The referenced variable (as denoted by the preceded $) is wrapped in quotes since it's a string.

Matching The Secret

We recall that there were .txt files labeled alphabetically inside the homeworks folder inside each numerically labeled folder. We also recall using the grep command to find the string from the SECRET file inside each of the .txt files. Why don't we just use that in our shell script now?

However, the issue is that we're currently iterating through each of the numbered directories inside out. But we also want to iterate through each of the .txt files inside homeworks (which themselves are inside a single numbered directory) to match that SECRET string.
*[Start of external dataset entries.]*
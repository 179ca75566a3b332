use crate::error::{AppError, Result};
use crate::models::Post;
use crate::services::invalidation::InvalidationHub;
use crate::storage::StorageBackend;
use std::sync::Arc;
use tracing::info;
use uuid::Uuid;

const MAX_POST_CHARS: usize = 5000;

#[derive(Clone)]
pub struct PostService {
    store: Arc<dyn StorageBackend>,
    invalidation: InvalidationHub,
}

impl PostService {
    pub fn new(store: Arc<dyn StorageBackend>, invalidation: InvalidationHub) -> Self {
        Self {
            store,
            invalidation,
        }
    }

    pub async fn create_post(
        &self,
        author_id: Uuid,
        content: &str,
        image_url: Option<String>,
    ) -> Result<Post> {
        validate_content(content)?;
        let post = self
            .store
            .create_post(&Post::new(author_id, content, image_url))
            .await?;

        info!(post_id = %post.id, author_id = %author_id, "Post created");
        Ok(post)
    }

    pub async fn get_post(&self, post_id: Uuid) -> Result<Post> {
        self.store
            .get_post(post_id)
            .await?
            .ok_or_else(|| AppError::NotFound(format!("Post {} not found", post_id)))
    }

    /// Only the author may edit a post
    pub async fn update_post(
        &self,
        user_id: Uuid,
        post_id: Uuid,
        content: &str,
        image_url: Option<&str>,
    ) -> Result<Post> {
        validate_content(content)?;
        self.require_author(user_id, post_id).await?;

        let post = self
            .store
            .update_post(post_id, content, image_url)
            .await?
            .ok_or_else(|| AppError::NotFound(format!("Post {} not found", post_id)))?;
        // Content signals feed the cached scores
        self.invalidation.on_post_engagement_changed(post_id).await;

        info!(post_id = %post_id, "Post updated");
        Ok(post)
    }

    /// Only the author may delete a post
    pub async fn delete_post(&self, user_id: Uuid, post_id: Uuid) -> Result<()> {
        self.require_author(user_id, post_id).await?;

        // Read before the cascade removes them
        let comment_ids = self.store.comment_ids_for_post(post_id).await?;
        if !self.store.delete_post(post_id).await? {
            return Err(AppError::NotFound(format!("Post {} not found", post_id)));
        }
        self.invalidation.on_post_removed(post_id, &comment_ids).await;

        info!(post_id = %post_id, comments = comment_ids.len(), "Post deleted");
        Ok(())
    }

    async fn require_author(&self, user_id: Uuid, post_id: Uuid) -> Result<Post> {
        let post = self.get_post(post_id).await?;
        if post.user_id != user_id {
            return Err(AppError::Forbidden(
                "Only the author can modify this post".to_string(),
            ));
        }
        Ok(post)
    }
}

fn validate_content(content: &str) -> Result<()> {
    if content.trim().is_empty() {
        return Err(AppError::Validation("post content must not be empty".to_string()));
    }
    if content.chars().count() > MAX_POST_CHARS {
        return Err(AppError::Validation(format!(
            "post content must be at most {} characters",
            MAX_POST_CHARS
        )));
    }
    Ok(())
}
//! In-process cache store
//!
//! Backs the cache client for local runs and tests. Entries expire lazily:
//! an expired entry is evicted on the read that observes it.

use crate::{CacheResult, CacheStore};
use dashmap::mapref::entry::Entry;
use dashmap::DashMap;
use std::time::{Duration, Instant};
use tracing::debug;

#[derive(Debug, Clone)]
struct MemoryEntry {
    value: String,
    expires_at: Instant,
}

impl MemoryEntry {
    fn new(value: String, ttl: Duration) -> Self {
        Self {
            value,
            expires_at: Instant::now() + ttl,
        }
    }

    fn is_expired(&self) -> bool {
        Instant::now() >= self.expires_at
    }
}

/// Concurrent in-memory key/value store with per-entry TTL
#[derive(Debug, Default)]
pub struct MemoryCacheStore {
    store: DashMap<String, MemoryEntry>,
}

impl MemoryCacheStore {
    pub fn new() -> Self {
        Self::default()
    }

    /// Whether a live entry exists for `key`
    pub fn contains(&self, key: &str) -> bool {
        self.store
            .get(key)
            .map(|entry| !entry.is_expired())
            .unwrap_or(false)
    }

    /// Keys of all live entries, sorted
    pub fn keys(&self) -> Vec<String> {
        let mut keys: Vec<String> = self
            .store
            .iter()
            .filter(|entry| !entry.value().is_expired())
            .map(|entry| entry.key().clone())
            .collect();
        keys.sort();
        keys
    }

    pub fn len(&self) -> usize {
        self.keys().len()
    }

    pub fn is_empty(&self) -> bool {
        self.len() == 0
    }
}

/// Glob match where `*` spans any run of characters, as in Redis `SCAN MATCH`
fn matches_pattern(pattern: &str, key: &str) -> bool {
    let mut parts = pattern.split('*');
    let Some(head) = parts.next() else {
        return key.is_empty();
    };
    let Some(mut rest) = key.strip_prefix(head) else {
        return false;
    };

    let tail: Vec<&str> = parts.collect();
    let Some((last, middle)) = tail.split_last() else {
        return rest.is_empty();
    };
    for part in middle {
        match rest.find(part) {
            Some(at) => rest = &rest[at + part.len()..],
            None => return false,
        }
    }
    rest.len() >= last.len() && rest.ends_with(last)
}

#[async_trait::async_trait]
impl CacheStore for MemoryCacheStore {
    async fn get_raw(&self, key: &str) -> CacheResult<Option<String>> {
        let value = match self.store.get(key) {
            Some(entry) if !entry.is_expired() => Some(entry.value.clone()),
            Some(_) => None,
            None => return Ok(None),
        };

        if value.is_none() {
            // Expired: evict once the read guard is released
            self.store.remove_if(key, |_, entry| entry.is_expired());
        }
        Ok(value)
    }

    async fn set_raw(&self, key: &str, value: String, ttl: Duration) -> CacheResult<()> {
        self.store
            .insert(key.to_string(), MemoryEntry::new(value, ttl));
        Ok(())
    }

    async fn del(&self, key: &str) -> CacheResult<()> {
        self.store.remove(key);
        Ok(())
    }

    async fn del_pattern(&self, pattern: &str) -> CacheResult<usize> {
        let before = self.store.len();
        self.store.retain(|key, _| !matches_pattern(pattern, key));
        let deleted = before.saturating_sub(self.store.len());

        debug!(pattern = %pattern, deleted, "Memory cache pattern delete");
        Ok(deleted)
    }

    async fn incr(&self, key: &str, ttl: Duration) -> CacheResult<i64> {
        let count = match self.store.entry(key.to_string()) {
            Entry::Occupied(mut occupied) => {
                let entry = occupied.get_mut();
                let current = if entry.is_expired() {
                    entry.expires_at = Instant::now() + ttl;
                    0
                } else {
                    entry.value.parse::<i64>().unwrap_or(0)
                };
                let next = current + 1;
                entry.value = next.to_string();
                next
            }
            Entry::Vacant(vacant) => {
                vacant.insert(MemoryEntry::new("1".to_string(), ttl));
                1
            }
        };
        Ok(count)
    }

    async fn ping(&self) -> CacheResult<()> {
        Ok(())
    }
}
Why not use a nested for loop?

Nested for loops are used when you want to iterate through a list of items, and that list of items is part of a single item inside a larger list. Nested for loops, like in most programming/scripting languages, are supported in our shell script, so let's use them!

We know that ls will give us a list of the contents in a given directory. Let's use that for the homeworks directory. Command substitution to the rescue! Here's what our script looks like now:

#!/usr/bin/env bash
for dir in $(ls out | sort -n); do 
	secret="$(cat out/$dir/SECRET)"
	for txt in $(ls out/$dir/homeworks); do 
	    grep "$secret" out/$dir/homeworks/$txt
	done
done

Let's break down the nested for loop.

First, we need a variable to represent our current index when iterating through homeworks. Let's use txt for that.
Next, we know the command ls out/$dir/homeworks is used to give us a list of all the .txt files inside homeworks.
Finally, for each .txt file inside that directory, we then use the grep command to search our string (which is stored in the secret variable) inside them. Note the use of $txt to represent the current .txt file instead of manually naming them individually one by one.

Running The Script

We're not completely done with the challenge, but since we have a functional shell script now, let's try running it! We'll save the file and exit our text editor. Then, we'll run the following command to run the script:

bash decode.sh

For readability purposes, the output won't be shown here, but for each line, there should be a number in the left column, and a random string of characters in the right column. You may notice that the string of characters repeats for some lines, but the number is completely different from the last. This means that we successfully found the SECRET strings in the files that they were contained in!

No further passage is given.